* [Exercise requirements]: Every line in the entries that holds "Deserialize" should be identified and copied.

--- Supplied records Enclosed Below ---

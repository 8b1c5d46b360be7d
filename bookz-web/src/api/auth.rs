//! Session authentication
//!
//! A successful login stores an opaque token in the `bookz_session` cookie;
//! the token is looked up in the `sessions` table on every request.
//! [`CurrentUser`] rejects with 401 (JSON API), [`PageUser`] redirects to
//! the login page (HTML).

use axum::{
    async_trait,
    extract::{FromRequestParts, State},
    http::request::Parts,
    response::{IntoResponse, Redirect, Response},
    Form,
};
use axum_extra::extract::cookie::{Cookie, CookieJar, SameSite};
use bookz_common::db::models::User;
use bookz_common::db::{settings, users};
use serde::Deserialize;
use tracing::{info, warn};

use crate::ui::redirect_with;
use crate::{ApiError, AppState};

pub const SESSION_COOKIE: &str = "bookz_session";

/// Logged-in user for JSON endpoints
#[derive(Debug, Clone)]
pub struct CurrentUser(pub User);

/// Logged-in user for HTML pages
#[derive(Debug, Clone)]
pub struct PageUser(pub User);

async fn session_user(parts: &Parts, state: &AppState) -> Result<Option<User>, ApiError> {
    let jar = CookieJar::from_headers(&parts.headers);
    let Some(cookie) = jar.get(SESSION_COOKIE) else {
        return Ok(None);
    };

    Ok(users::user_for_session(&state.db, cookie.value()).await?)
}

#[async_trait]
impl FromRequestParts<AppState> for CurrentUser {
    type Rejection = ApiError;

    async fn from_request_parts(parts: &mut Parts, state: &AppState) -> Result<Self, Self::Rejection> {
        session_user(parts, state)
            .await?
            .map(CurrentUser)
            .ok_or_else(|| ApiError::Unauthorized("Login required".to_string()))
    }
}

#[async_trait]
impl FromRequestParts<AppState> for PageUser {
    type Rejection = Response;

    async fn from_request_parts(parts: &mut Parts, state: &AppState) -> Result<Self, Self::Rejection> {
        match session_user(parts, state).await {
            Ok(Some(user)) => Ok(PageUser(user)),
            Ok(None) => Err(Redirect::to("/login").into_response()),
            Err(e) => Err(e.into_response()),
        }
    }
}

fn session_cookie(token: String) -> Cookie<'static> {
    Cookie::build((SESSION_COOKIE, token))
        .path("/")
        .http_only(true)
        .same_site(SameSite::Lax)
        .build()
}

#[derive(Debug, Deserialize)]
pub struct CredentialsForm {
    pub username: String,
    pub password: String,
}

async fn start_session(state: &AppState, jar: CookieJar, user: &User) -> Result<CookieJar, ApiError> {
    let ttl = settings::get_session_timeout_seconds(&state.db).await?;
    let token = users::create_session(&state.db, &user.guid, ttl).await?;
    Ok(jar.add(session_cookie(token)))
}

/// POST /login
pub async fn login(
    State(state): State<AppState>,
    jar: CookieJar,
    Form(form): Form<CredentialsForm>,
) -> Response {
    let result: Result<(CookieJar, User), ApiError> = async {
        let user = users::verify_credentials(&state.db, &form.username, &form.password).await?;
        start_session(&state, jar, &user).await.map(|jar| (jar, user))
    }
    .await;

    match result {
        Ok((jar, user)) => {
            info!(username = %user.username, "User logged in");
            (jar, Redirect::to("/")).into_response()
        }
        Err(e) => {
            warn!(username = %form.username, "Login failed: {}", e);
            redirect_with("/login", "err", &e.user_message()).into_response()
        }
    }
}

/// POST /register
///
/// The first account can always be created; later ones only while
/// `allow_registration` is true.
pub async fn register(
    State(state): State<AppState>,
    jar: CookieJar,
    Form(form): Form<CredentialsForm>,
) -> Response {
    let result: Result<CookieJar, ApiError> = async {
        let open = users::count_users(&state.db).await? == 0
            || settings::get_allow_registration(&state.db).await?;
        if !open {
            return Err(ApiError::Forbidden("Registration is closed".to_string()));
        }

        let user = users::create_user(&state.db, &form.username, &form.password).await?;
        start_session(&state, jar, &user).await
    }
    .await;

    match result {
        Ok(jar) => (jar, redirect_with("/", "msg", "Welcome to bookz")).into_response(),
        Err(e) => redirect_with("/register", "err", &e.user_message()).into_response(),
    }
}

/// POST /logout
pub async fn logout(State(state): State<AppState>, jar: CookieJar) -> Response {
    if let Some(cookie) = jar.get(SESSION_COOKIE) {
        if let Err(e) = users::delete_session(&state.db, cookie.value()).await {
            warn!("Failed to delete session: {}", e);
        }
    }

    let jar = jar.remove(Cookie::build(SESSION_COOKIE).path("/"));
    (jar, redirect_with("/login", "msg", "Logged out")).into_response()
}
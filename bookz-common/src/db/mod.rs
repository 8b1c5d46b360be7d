//! Database models and queries

pub mod books;
pub mod init;
pub mod migrations;
pub mod models;
pub mod reviews;
pub mod schema_sync;
pub mod settings;
pub mod table_schemas;
pub mod users;

pub use init::{init_database, prepare_database};
pub use migrations::{get_schema_version, run_migrations, CURRENT_SCHEMA_VERSION};
pub use models::*;
pub use schema_sync::*;
pub use table_schemas::*;
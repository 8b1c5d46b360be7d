//! bookz-web - personal reading log
//!
//! Startup: initialise tracing, resolve configuration, bring the database
//! schema up to date, then serve HTTP until interrupted.

use anyhow::{Context, Result};
use bookz_common::config::{BootstrapConfig, ConfigOverrides, DEFAULT_LOG_LEVEL};
use bookz_common::db::{init_database, users};
use bookz_web::logging;
use bookz_web::openlibrary::OpenLibraryClient;
use bookz_web::{build_router, AppState};
use clap::Parser;
use std::path::PathBuf;
use tracing::{error, info};

/// Command-line arguments; each falls back to a BOOKZ_* variable
#[derive(Parser, Debug)]
#[command(name = "bookz-web", about = "Personal book tracking web app", version)]
struct Args {
    /// Path to config.toml
    #[arg(long, env = "BOOKZ_CONFIG")]
    config: Option<PathBuf>,

    /// Folder holding the database file
    #[arg(long, env = "BOOKZ_DATA_FOLDER")]
    data_folder: Option<PathBuf>,

    /// Listen address, e.g. 127.0.0.1:5730
    #[arg(long, env = "BOOKZ_BIND")]
    bind: Option<String>,

    /// trace, debug, info, warn or error
    #[arg(long, env = "BOOKZ_LOG")]
    log_level: Option<String>,

    /// Open Library base URL
    #[arg(long, env = "BOOKZ_OPENLIBRARY_URL")]
    openlibrary_url: Option<String>,
}

#[tokio::main]
async fn main() -> Result<()> {
    let args = Args::parse();

    let log_levels = logging::init_tracing(args.log_level.as_deref().unwrap_or(DEFAULT_LOG_LEVEL));

    // Log build identification immediately after tracing init
    info!(
        "Starting bookz-web v{} [{}] built {} ({})",
        env!("CARGO_PKG_VERSION"),
        env!("GIT_HASH"),
        env!("BUILD_TIMESTAMP"),
        env!("BUILD_PROFILE")
    );

    let config = BootstrapConfig::resolve(ConfigOverrides {
        config_file: args.config,
        data_folder: args.data_folder,
        bind: args.bind,
        log_level: args.log_level,
        openlibrary_url: args.openlibrary_url,
    });
    log_levels.apply_configured(&config.log_level);

    let db_path = config.database_path();
    info!("Database path: {}", db_path.display());

    let pool = match init_database(&db_path).await {
        Ok(pool) => {
            info!("✓ Database ready");
            pool
        }
        Err(e) => {
            error!("Failed to initialize database: {}", e);
            return Err(e).context("database initialization");
        }
    };

    users::purge_expired_sessions(&pool).await?;

    let lookup = OpenLibraryClient::new(&config.openlibrary_url).context("creating HTTP client")?;
    info!("ISBN lookups via {}", lookup.base_url());

    let state = AppState::new(pool, lookup, config.covers_url.clone());
    let app = build_router(state);

    let listener = tokio::net::TcpListener::bind(&config.bind)
        .await
        .with_context(|| format!("binding {}", config.bind))?;
    info!("bookz-web listening on http://{}", config.bind);
    info!("Health check: http://{}/health", config.bind);

    axum::serve(listener, app)
        .with_graceful_shutdown(shutdown_signal())
        .await?;

    info!("bookz-web stopped");
    Ok(())
}

async fn shutdown_signal() {
    if let Err(e) = tokio::signal::ctrl_c().await {
        error!("Failed to listen for shutdown signal: {}", e);
    }
}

--- End of Enclosed Supplied records ---

* [Written reply]:
use serde::Deserialize;
#[derive(Debug, Deserialize)]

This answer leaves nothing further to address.